BEGIN

mod error;
pub mod formatter;
pub mod tree;

pub use error::{LoopBound, ParserError, ParserErrorKind};
use tree::{Command, ForLoop, Primitive, Program, StatementList};

use crate::{
    lexer::{Cursor, LineBreaks, Span, Token, TokenKind},
    string::Word,
};
use compact_str::ToCompactString;

/// Everything a single parse pass produced.
///
/// `program` is `None` only when the source does not start with `PROGRAM`.
/// Any other structural problem still yields a (possibly partial) tree.
#[derive(Debug)]
pub struct ParseOutcome {
    pub program: Option<Program>,
    pub errors: Vec<ParserError>,
}

impl ParseOutcome {
    pub fn is_clean(&self) -> bool {
        self.errors.is_empty()
    }
}

/// How many loops may enclose one another. Deeper loops are reported and
/// skipped so neither parsing nor interpretation recurses without bound.
pub const MAX_NESTING_DEPTH: usize = 256;

pub struct Parser<'src> {
    cursor: Cursor<'src>,
    errors: Vec<ParserError>,
    loop_depth: usize,
}

impl<'src> Parser<'src> {
    pub fn new(source: &'src str) -> Self {
        Self {
            cursor: Cursor::new(source),
            errors: Vec::new(),
            loop_depth: 0,
        }
    }

    pub fn get_line_breaks(&self) -> LineBreaks {
        self.cursor.get_line_breaks()
    }

    pub fn parse(mut self) -> ParseOutcome {
        let program = self.parse_program();
        ParseOutcome {
            program,
            errors: self.errors,
        }
    }

    fn report(&mut self, kind: ParserErrorKind, span: Span) {
        let error = ParserError { kind, span };
        tracing::debug!(code = error.code(), %error, "reported");
        self.errors.push(error);
    }

    fn word(&self, token: &Token) -> Word {
        Word {
            text: self.cursor.lexeme(token).to_compact_string(),
            span: token.span,
        }
    }
}

impl<'src> Parser<'src> {
    fn parse_program(&mut self) -> Option<Program> {
        let first = self.cursor.advance();
        if !self.cursor.is_at(TokenKind::KeywordProgram) {
            let (found, span) = match first {
                Some(token) => (Some(self.word(&token).text), token.span),
                None => (None, self.cursor.eof_span()),
            };
            self.report(ParserErrorKind::MissingProgramKeyword { found }, span);
            return None;
        }
        self.cursor.advance();

        let body = self.parse_statement_list();
        Some(Program { body })
    }

    fn parse_statement_list(&mut self) -> StatementList {
        let mut commands = Vec::new();
        loop {
            match self.cursor.current() {
                None => {
                    let span = self.cursor.eof_span();
                    self.report(ParserErrorKind::MissingEnd, span);
                    return StatementList {
                        commands,
                        terminated: false,
                    };
                }
                Some(_) if self.cursor.is_at(TokenKind::KeywordEnd) => {
                    self.cursor.advance();
                    return StatementList {
                        commands,
                        terminated: true,
                    };
                }
                Some(token)
                    if token.kind == TokenKind::KeywordFor
                        && self.loop_depth >= MAX_NESTING_DEPTH =>
                {
                    self.skip_nested_loop(token)
                }
                Some(token) => commands.push(self.parse_command(token)),
            }
        }
    }

    fn parse_command(&mut self, token: Token) -> Command {
        if self.cursor.is_at(TokenKind::KeywordFor) {
            Command::ForLoop(self.parse_for_loop(token))
        } else {
            Command::Primitive(self.parse_primitive(token))
        }
    }

    fn parse_for_loop(&mut self, keyword: Token) -> ForLoop {
        let (variable, start, end) = self.parse_loop_header(keyword);

        self.loop_depth += 1;
        let body = self.parse_statement_list();
        self.loop_depth -= 1;

        ForLoop {
            variable,
            start,
            end,
            body,
        }
    }

    /// Consumes `FOR` through the bound after `TO`, stopping early if the input
    /// runs out.
    fn parse_loop_header(&mut self, keyword: Token) -> (Option<Word>, i64, i64) {
        let mut variable: Option<Word> = None;
        let mut start = 0;
        let mut end = 0;

        self.cursor.advance();
        while let Some(token) = self.cursor.current() {
            match token.kind {
                TokenKind::KeywordFrom => {
                    if let Some(value) = self.parse_bound(LoopBound::From) {
                        start = value;
                    }
                }
                TokenKind::KeywordTo => {
                    if let Some(value) = self.parse_bound(LoopBound::To) {
                        end = value;
                    }
                    break;
                }
                _ => {
                    // Only the first word names the variable, the rest are skipped.
                    if variable.is_none() {
                        variable = Some(self.word(&token));
                    }
                    self.cursor.advance();
                }
            }
        }

        if variable.is_none() {
            self.report(ParserErrorKind::MissingLoopVariable, keyword.span);
        }
        tracing::debug!(
            variable = variable.as_ref().map(|word| word.text.as_str()),
            start,
            end,
            "parsed loop header"
        );
        (variable, start, end)
    }

    /// Steps over a loop that would nest past [`MAX_NESTING_DEPTH`], together
    /// with everything nested inside it, without recursing.
    fn skip_nested_loop(&mut self, keyword: Token) {
        self.report(
            ParserErrorKind::NestingTooDeep {
                limit: MAX_NESTING_DEPTH,
            },
            keyword.span,
        );

        let mut open: usize = 0;
        loop {
            let Some(token) = self.cursor.current() else {
                let span = self.cursor.eof_span();
                for _ in 0..open {
                    self.report(ParserErrorKind::MissingEnd, span);
                }
                return;
            };
            match token.kind {
                TokenKind::KeywordFor => {
                    self.parse_loop_header(token);
                    open += 1;
                }
                TokenKind::KeywordEnd => {
                    self.cursor.advance();
                    open -= 1;
                    if open == 0 {
                        return;
                    }
                }
                TokenKind::KeywordPrintln => {
                    // The print text may itself be a keyword such as `END`.
                    if self.cursor.advance().is_some() {
                        self.cursor.advance();
                    }
                }
                _ => {
                    self.cursor.advance();
                }
            }
        }
    }

    /// Consumes the token after `FROM`/`TO` and parses it as an integer. The
    /// cursor always ends up past the bound token, valid or not.
    fn parse_bound(&mut self, bound: LoopBound) -> Option<i64> {
        let Some(token) = self.cursor.advance() else {
            let span = self.cursor.eof_span();
            self.report(ParserErrorKind::MalformedForBound { bound, found: None }, span);
            return None;
        };

        let lexeme = self.cursor.lexeme(&token);
        let value = match lexeme.parse::<i64>() {
            Ok(value) => Some(value),
            Err(_) => {
                let found = Some(lexeme.to_compact_string());
                self.report(ParserErrorKind::MalformedForBound { bound, found }, token.span);
                None
            }
        };
        self.cursor.advance();
        value
    }

    fn parse_primitive(&mut self, token: Token) -> Primitive {
        let keyword = self.word(&token);
        self.cursor.advance();

        if token.kind != TokenKind::KeywordPrintln {
            tracing::trace!(command = keyword.text.as_str(), "skipping unrecognized command");
            return Primitive::Unrecognized(keyword);
        }

        let text = self.cursor.current().map(|token| self.word(&token));
        if text.is_some() {
            self.cursor.advance();
        } else {
            self.report(ParserErrorKind::MissingPrintArgument, keyword.span);
        }
        Primitive::Println { keyword, text }
    }
}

END

### Action item
If a line in the records contains "push", report it.

### The answer
        self.errors.push(error);
                Some(token) => commands.push(self.parse_command(token)),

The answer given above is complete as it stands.